They (Psyche Industry) have been shuffling definitions for years..

----------


## acptulsa

> They (Psyche Industry) have been shuffling definitions for years..


That's the only way they can tell professionals from amateurs.  It's not like it's a proper science, or involves a skill set, or pros are any more effective than amateurs.  If they didn't all agree to keep changing their jargon, and put diagnoses in the Official Book, and take diagnoses out of the Official Book, they'd have to resort to Secret Handshakes.

----------


## rosenfield

Thanks for your article. I am interested in this question, I study the symptoms and treatment of bipolar disorder for my paper. I would like to find more full info as much as possible in order to clearly understand what I should write about in my work. I would very much like to talk with doctors competent in this matter, but alas, it is almost impossible to do this during quarantine.

----------


## sparebulb

There are people who have life situations that just suck, whether these situations are in their control or not.

I think that it is perfectly normal to be depressed when your situation warrants it.

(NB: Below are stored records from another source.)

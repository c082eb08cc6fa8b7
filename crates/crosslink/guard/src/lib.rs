//! Crosslink Guard - sliding-window admission control.
//!
//! Per-key request admission over a continuously trailing window. Unlike a
//! fixed-bucket limiter, a burst cannot straddle a bucket boundary to get
//! `2 x limit` admissions: every check counts the events inside the window
//! ending now.
//!
//! State is process-local and ephemeral. It is rebuilt from empty on
//! restart and is not part of the durable data model.

#![deny(unsafe_code)]

use serde::{Deserialize, Serialize};
use std::collections::{HashMap, VecDeque};
use std::sync::{Mutex, PoisonError};
use std::time::{Duration, Instant};

/// Admission policy: at most `limit` admitted calls per trailing `window`.
#[derive(Clone, Copy, Debug, Serialize, Deserialize)]
pub struct RateLimitPolicy {
    pub limit: u32,
    pub window: Duration,
}

impl Default for RateLimitPolicy {
    fn default() -> Self {
        Self {
            limit: 5,
            window: Duration::from_secs(60),
        }
    }
}

/// Sliding-window rate limiter keyed by caller identity.
///
/// Constructed once per process and shared by reference into request
/// handling; admission checks from concurrent requests serialize on an
/// internal mutex so no update is lost.
pub struct SlidingWindowLimiter {
    policy: RateLimitPolicy,
    histories: Mutex<HashMap<String, VecDeque<Instant>>>,
}

impl SlidingWindowLimiter {
    pub fn new(policy: RateLimitPolicy) -> Self {
        Self {
            policy,
            histories: Mutex::new(HashMap::new()),
        }
    }

    pub fn policy(&self) -> RateLimitPolicy {
        self.policy
    }

    /// Admit or reject a call for `key` at the current instant.
    pub fn admit(&self, key: &str) -> bool {
        self.admit_at(key, Instant::now())
    }

    /// Admission check against an explicit clock reading.
    ///
    /// Kept public so tests can drive the window without sleeping.
    pub fn admit_at(&self, key: &str, now: Instant) -> bool {
        if self.policy.limit == 0 {
            return false;
        }

        let mut histories = self
            .histories
            .lock()
            .unwrap_or_else(PoisonError::into_inner);
        let history = histories.entry(key.to_string()).or_default();
        Self::discard_aged(history, now, self.policy.window);

        if history.len() >= self.policy.limit as usize {
            tracing::warn!(key, limit = self.policy.limit, "admission rejected");
            return false;
        }

        history.push_back(now);
        true
    }

    /// Drop keys whose entire history has aged out of the window.
    ///
    /// Safe to run on a timer or opportunistically, concurrently with
    /// `admit`; bounds the map to keys seen within the last window.
    pub fn sweep(&self) {
        self.sweep_at(Instant::now());
    }

    pub fn sweep_at(&self, now: Instant) {
        let mut histories = self
            .histories
            .lock()
            .unwrap_or_else(PoisonError::into_inner);
        histories.retain(|_, history| {
            Self::discard_aged(history, now, self.policy.window);
            !history.is_empty()
        });
    }

    /// Number of keys currently tracked.
    pub fn tracked_keys(&self) -> usize {
        self.histories
            .lock()
            .unwrap_or_else(PoisonError::into_inner)
            .len()
    }

    fn discard_aged(history: &mut VecDeque<Instant>, now: Instant, window: Duration) {
        while let Some(oldest) = history.front() {
            // `saturating_duration_since` tolerates clock readings that
            // predate the entry, which can happen in tests.
            if now.saturating_duration_since(*oldest) >= window {
                history.pop_front();
            } else {
                break;
            }
        }
    }
}

#[cfg(test)]
mod tests {
    use super::*;
    use proptest::prelude::*;

    fn limiter(limit: u32, window_ms: u64) -> SlidingWindowLimiter {
        SlidingWindowLimiter::new(RateLimitPolicy {
            limit,
            window: Duration::from_millis(window_ms),
        })
    }

    #[test]
    fn admits_up_to_limit_then_rejects() {
        let limiter = limiter(2, 1000);
        let t0 = Instant::now();

        assert!(limiter.admit_at("u1", t0));
        assert!(limiter.admit_at("u1", t0 + Duration::from_millis(10)));
        assert!(!limiter.admit_at("u1", t0 + Duration::from_millis(20)));
    }

    #[test]
    fn admits_again_after_window_elapses() {
        let limiter = limiter(2, 1000);
        let t0 = Instant::now();

        assert!(limiter.admit_at("u1", t0));
        assert!(limiter.admit_at("u1", t0 + Duration::from_millis(10)));
        assert!(!limiter.admit_at("u1", t0 + Duration::from_millis(20)));
        assert!(limiter.admit_at("u1", t0 + Duration::from_millis(1500)));
    }

    #[test]
    fn window_slides_rather_than_resetting() {
        let limiter = limiter(2, 1000);
        let t0 = Instant::now();

        assert!(limiter.admit_at("u1", t0));
        assert!(limiter.admit_at("u1", t0 + Duration::from_millis(900)));
        // Only the first admission has aged out by t0+1100.
        assert!(limiter.admit_at("u1", t0 + Duration::from_millis(1100)));
        assert!(!limiter.admit_at("u1", t0 + Duration::from_millis(1200)));
    }

    #[test]
    fn keys_are_independent() {
        let limiter = limiter(1, 1000);
        let t0 = Instant::now();

        assert!(limiter.admit_at("u1", t0));
        assert!(limiter.admit_at("u2", t0));
        assert!(!limiter.admit_at("u1", t0));
    }

    #[test]
    fn zero_limit_always_rejects() {
        let limiter = limiter(0, 1000);
        assert!(!limiter.admit_at("u1", Instant::now()));
    }

    #[test]
    fn sweep_drops_fully_aged_keys_only() {
        let limiter = limiter(2, 1000);
        let t0 = Instant::now();

        limiter.admit_at("old", t0);
        limiter.admit_at("fresh", t0 + Duration::from_millis(900));
        limiter.sweep_at(t0 + Duration::from_millis(1100));

        assert_eq!(limiter.tracked_keys(), 1);
        // The surviving key still counts its in-window admission.
        assert!(limiter.admit_at("fresh", t0 + Duration::from_millis(1100)));
        assert!(!limiter.admit_at("fresh", t0 + Duration::from_millis(1150)));
    }

    proptest! {
        #[test]
        fn never_admits_more_than_limit_in_one_instant(
            limit in 0u32..16,
            attempts in 0usize..64,
        ) {
            let limiter = limiter(limit, 1000);
            let now = Instant::now();
            let admitted = (0..attempts)
                .filter(|_| limiter.admit_at("key", now))
                .count();
            prop_assert_eq!(admitted, attempts.min(limit as usize));
        }
    }
}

Wouldn't being really happy and upbeat be an unnatural response if your life absolutely sucks?

----------


## donnay

> Depression is a really bad thing. I have a friend who suffers from it, and it is really terrible. Thank you for the informative thread


Here is some more good information:

Depression – The # 1 Illness
https://drcarolyndean.com/2017/04/de...the-1-illness/

Magnesium and Depression
https://drcarolyndeanlive.com/2018/0...radio-tonight/

Magnesium Deficiency Anxiety, Authored by Dr. Carolyn Dean
https://www.drcarolyndean.net/magnes...-carolyn-dean/

----------


## toticwayllum1991

Probably everyone knows what bipolar disorder is like in the person who created this topic. Bipolar disorder is a disorder of the brain that causes unusual changes in mood, energy, activity, and the ability to perform daily tasks. And in order to solve it, it is most necessary to drink medicines that are not so easy to find in ordinary streams. Let's say Kratom is one of the most popular drugs for the treatment of Biporyan solution, but the problem is that no one knows where to buy it. And you can buy it on the website where bali kratom is sold. It is sold to all parts of the world and one of the most important quality is that it is absolutely legal and safe for humans.

----------


## wizardwatson

I had severe episodes between 2008 and roughly 2012.  In that time I took medications-reluctantly at first-but ultimately I got off the drugs.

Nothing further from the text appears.